Landlord, who owned a cooperative apartment occupied by rent-controlled tenant, applied for high-rent/high-income deregulation of tenant’s apartment in 2008. The DHCR ruled against landlord. Landlord had obtained J-51 benefits in 1994. Even though the tax benefits expired in 2004/2005, the DHCR found that the apartment remained subject to rent control. Landlord filed an Article 78 court appeal against the DHCR. The court ruled for landlord, but the appeals court reversed.

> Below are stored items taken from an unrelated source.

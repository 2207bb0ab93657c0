#![forbid(unsafe_code)]

use super::number;
use wbs_core::milestones::MilestoneProgress;
use wbs_core::model::WorkRecord;
use wbs_core::orphans::OrphanReport;
use wbs_core::validate::{Severity, ValidationResult};

const BAR_CELLS: usize = 20;

pub(crate) fn render_validation(result: &ValidationResult, checked_at: &str) -> String {
    let mut lines = vec![
        "# Validation Result".to_string(),
        String::new(),
        format!(
            "**Status**: {}",
            if result.is_valid { "✅ VALID" } else { "❌ INVALID" }
        ),
        format!("**Total Items**: {}", result.total_items),
        format!("**Issues Found**: {}", result.issues.len()),
        format!("**Checked At**: {checked_at}"),
        String::new(),
    ];
    if result.issues.is_empty() {
        lines.push("No issues found! All work items are consistent.".to_string());
        return lines.join("\n");
    }

    let sections = [
        (Severity::Error, "## ❌ Errors"),
        (Severity::Warning, "## ⚠️ Warnings"),
        (Severity::Info, "## ℹ️ Info"),
    ];
    let mut blocks = Vec::new();
    for (severity, heading) in sections {
        let mut block = vec![heading.to_string(), String::new()];
        block.extend(result.with_severity(severity).map(|issue| {
            format!(
                "- **{}** [{}]: {}",
                issue.record_id, issue.issue_type, issue.message
            )
        }));
        if block.len() > 2 {
            blocks.push(block.join("\n"));
        }
    }
    lines.push(blocks.join("\n\n"));
    lines.join("\n")
}

pub(crate) fn render_orphans(report: &OrphanReport<'_>) -> String {
    let mut lines = vec!["# Orphan Work Items".to_string(), String::new()];
    if report.is_empty() {
        lines.push(
            "✅ No orphan items found! All work items have proper relationships.".to_string(),
        );
        return lines.join("\n");
    }
    lines.push(format!(
        "Found {} orphan items across {} categories:",
        report.total(),
        report.categories()
    ));
    lines.push(String::new());

    orphan_section(
        &mut lines,
        "🔴 Features Without Parent Epic",
        "These features should be assigned to an epic:",
        &report.features_without_epic,
        |item| format!("Status: {} | Stream: {}", item.status, item.work_stream),
    );
    orphan_section(
        &mut lines,
        "🟡 Items Without Milestone",
        "These items should be assigned to a milestone:",
        &report.items_without_milestone,
        |item| format!("Type: {} | Status: {}", item.kind, item.status),
    );
    orphan_section(
        &mut lines,
        "🚨 Broken Parent References",
        "These items reference non-existent parents:",
        &report.broken_parent_refs,
        |item| {
            format!(
                "References missing parent: {}",
                item.parent().unwrap_or_default()
            )
        },
    );
    lines.join("\n")
}

fn orphan_section(
    lines: &mut Vec<String>,
    title: &str,
    intro: &str,
    items: &[&WorkRecord],
    detail: impl Fn(&WorkRecord) -> String,
) {
    if items.is_empty() {
        return;
    }
    lines.push(format!("## {title} ({})", items.len()));
    lines.push(String::new());
    lines.push(intro.to_string());
    lines.push(String::new());
    for item in items {
        lines.push(format!("- **{}**: {}", item.id, item.title));
        lines.push(format!("  {}", detail(item)));
    }
    lines.push(String::new());
}

/// Twenty cells, filled in proportion to `percent` and truncated toward zero.
fn progress_bar(percent: f64) -> String {
    let filled = ((percent / 100.0) * BAR_CELLS as f64).floor().clamp(0.0, BAR_CELLS as f64) as usize;
    format!("{}{}", "█".repeat(filled), "░".repeat(BAR_CELLS - filled))
}

pub(crate) fn render_milestones(progress: &[MilestoneProgress]) -> String {
    if progress.is_empty() {
        return "No milestones found with assigned work items.".to_string();
    }
    let mut lines = vec![
        "# Milestone Progress Report".to_string(),
        String::new(),
        format!("Tracking {} milestone(s)", progress.len()),
        String::new(),
    ];
    for entry in progress {
        lines.extend([
            format!("## {}", entry.milestone),
            String::new(),
            format!(
                "**Progress**: {}% | {}",
                number(entry.progress_percent),
                progress_bar(entry.progress_percent)
            ),
            String::new(),
            "**Item Status**:".to_string(),
            format!("- ✅ Done: {}", entry.completed_items),
            format!("- 🔄 In Progress: {}", entry.in_progress_items),
            format!("- 🚫 Blocked: {}", entry.blocked_items),
            format!("- 📋 Todo: {}", entry.todo_items()),
            format!("- **Total**: {} items", entry.total_items),
            String::new(),
            "**Effort**:".to_string(),
            format!("- Completed: {} days", number(entry.completed_effort_days)),
            format!("- Total: {} days", number(entry.total_effort_days)),
            String::new(),
        ]);
        if !entry.epics.is_empty() {
            lines.push(format!("**Epics**: {}", entry.epics.join(", ")));
            lines.push(String::new());
        }
        lines.push("---".to_string());
        lines.push(String::new());
    }
    lines.join("\n")
}

#[cfg(test)]
mod tests {
    use super::*;
    use crate::render::fixtures::record;
    use wbs_core::milestones::milestone_progress;
    use wbs_core::orphans::find_orphans;
    use wbs_core::validate::validate;

    #[test]
    fn clean_validation_report() {
        let mut epic = record("E1", "Epic", None, 0.0, "Todo");
        epic.milestone = Some("M1".to_string());
        let text = render_validation(&validate(&[epic]), "2024-01-01T00:00:00Z");
        assert_eq!(
            text,
            "# Validation Result\n\n**Status**: ✅ VALID\n**Total Items**: 1\n**Issues Found**: 0\n\
             **Checked At**: 2024-01-01T00:00:00Z\n\nNo issues found! All work items are consistent."
        );
    }

    #[test]
    fn validation_groups_by_severity_in_order() {
        let records = vec![
            record("E1", "Epic", None, 0.0, "Todo"),
            record("F1", "Feature", None, 1.0, "Todo"),
            record("T1", "Task", Some("WS-404"), 1.0, "Todo"),
        ];
        let text = render_validation(&validate(&records), "now");
        assert!(text.contains("**Status**: ❌ INVALID"));
        let errors = text.find("## ❌ Errors").expect("errors");
        let warnings = text.find("## ⚠️ Warnings").expect("warnings");
        let info = text.find("## ℹ️ Info").expect("info");
        assert!(errors < warnings && warnings < info);
        assert!(text.contains(
            "- **T1** [missing_parent]: References non-existent parent: WS-404\n\n## ⚠️ Warnings"
        ));
        assert!(text.contains("- **F1** [orphan_feature]: Feature has no parent epic"));
        assert!(text.ends_with("- **F1** [missing_milestone]: Feature has no milestone assigned"));
    }

    #[test]
    fn orphans_all_clear() {
        assert_eq!(
            render_orphans(&find_orphans(&[])),
            "# Orphan Work Items\n\n✅ No orphan items found! All work items have proper relationships."
        );
    }

    #[test]
    fn orphans_list_each_bucket() {
        let mut feature = record("F1", "Feature", None, 1.0, "Todo");
        feature.milestone = Some("M1".to_string());
        let records = vec![feature, record("T1", "Task", Some("GONE"), 1.0, "Done")];
        let text = render_orphans(&find_orphans(&records));
        assert!(text.contains("Found 2 orphan items across 2 categories:"));
        assert!(text.contains(
            "## 🔴 Features Without Parent Epic (1)\n\nThese features should be assigned to an epic:\n\n\
             - **F1**: F1 title\n  Status: Todo | Stream: WS1\n"
        ));
        assert!(!text.contains("Items Without Milestone"));
        assert!(text.contains("- **T1**: T1 title\n  References missing parent: GONE\n"));
    }

    #[test]
    fn progress_bar_truncates() {
        assert_eq!(progress_bar(0.0), "░".repeat(20));
        assert_eq!(progress_bar(100.0), "█".repeat(20));
        assert_eq!(progress_bar(62.5), format!("{}{}", "█".repeat(12), "░".repeat(8)));
        assert_eq!(progress_bar(4.9), "░".repeat(20));
    }

    #[test]
    fn milestone_report_sections() {
        let mut records = vec![
            record("E1", "Epic", None, 0.0, "In Progress"),
            record("F1", "Feature", Some("E1"), 3.0, "Done"),
            record("F2", "Feature", Some("E1"), 1.0, "Blocked"),
        ];
        for item in &mut records {
            item.milestone = Some("M1.2: Logical Layer Integration".to_string());
        }
        let text = render_milestones(&milestone_progress(&records, Some("m1")));
        assert!(text.starts_with("# Milestone Progress Report\n\nTracking 1 milestone(s)\n\n## M1.2: Logical Layer Integration\n"));
        assert!(text.contains("**Progress**: 75.0% | ███████████████░░░░░"));
        assert!(text.contains("- ✅ Done: 1\n- 🔄 In Progress: 1\n- 🚫 Blocked: 1\n- 📋 Todo: 0\n- **Total**: 3 items"));
        assert!(text.contains("- Completed: 3.0 days\n- Total: 4.0 days"));
        assert!(text.contains("**Epics**: E1\n\n---\n"));
        assert_eq!(
            render_milestones(&[]),
            "No milestones found with assigned work items."
        );
    }
}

Landlord, who owned a cooperative apartment occupied by rent-controlled tenant, applied for high-rent/high-income deregulation of tenant’s apartment in 2008. The DHCR ruled against landlord. Landlord had obtained J-51 benefits in 1994. Even though the tax benefits expired in 2004/2005, the DHCR found that the apartment remained subject to rent control. Landlord filed an Article 78 court appeal against the DHCR. The court ruled for landlord, but the appeals court reversed. Tenant’s rent-controlled apartment remained exempt from luxury deregulation after the J-51 benefits expired because of how the rent control law was written. Under the statute, the apartment became subject to rent control for a second time when landlord obtained the J-51 benefits, and nothing in the law restored the availability of high-rent/high-income deregulation after the J-51 benefits expired. Landlord appealed the Appellate Division’s decision further, but New York’s highest court dismissed the appeal as moot because tenant had moved out of the apartment.

 
RAM I LLC V. DHCR: 2015 NY Slip Op 09189, 2015 WL 8676638 (Ct. App.; 12/15/15; Lippman, PJ, Pigott, Rivera, Abdus-Salaam, Stein, Fahey, JJ)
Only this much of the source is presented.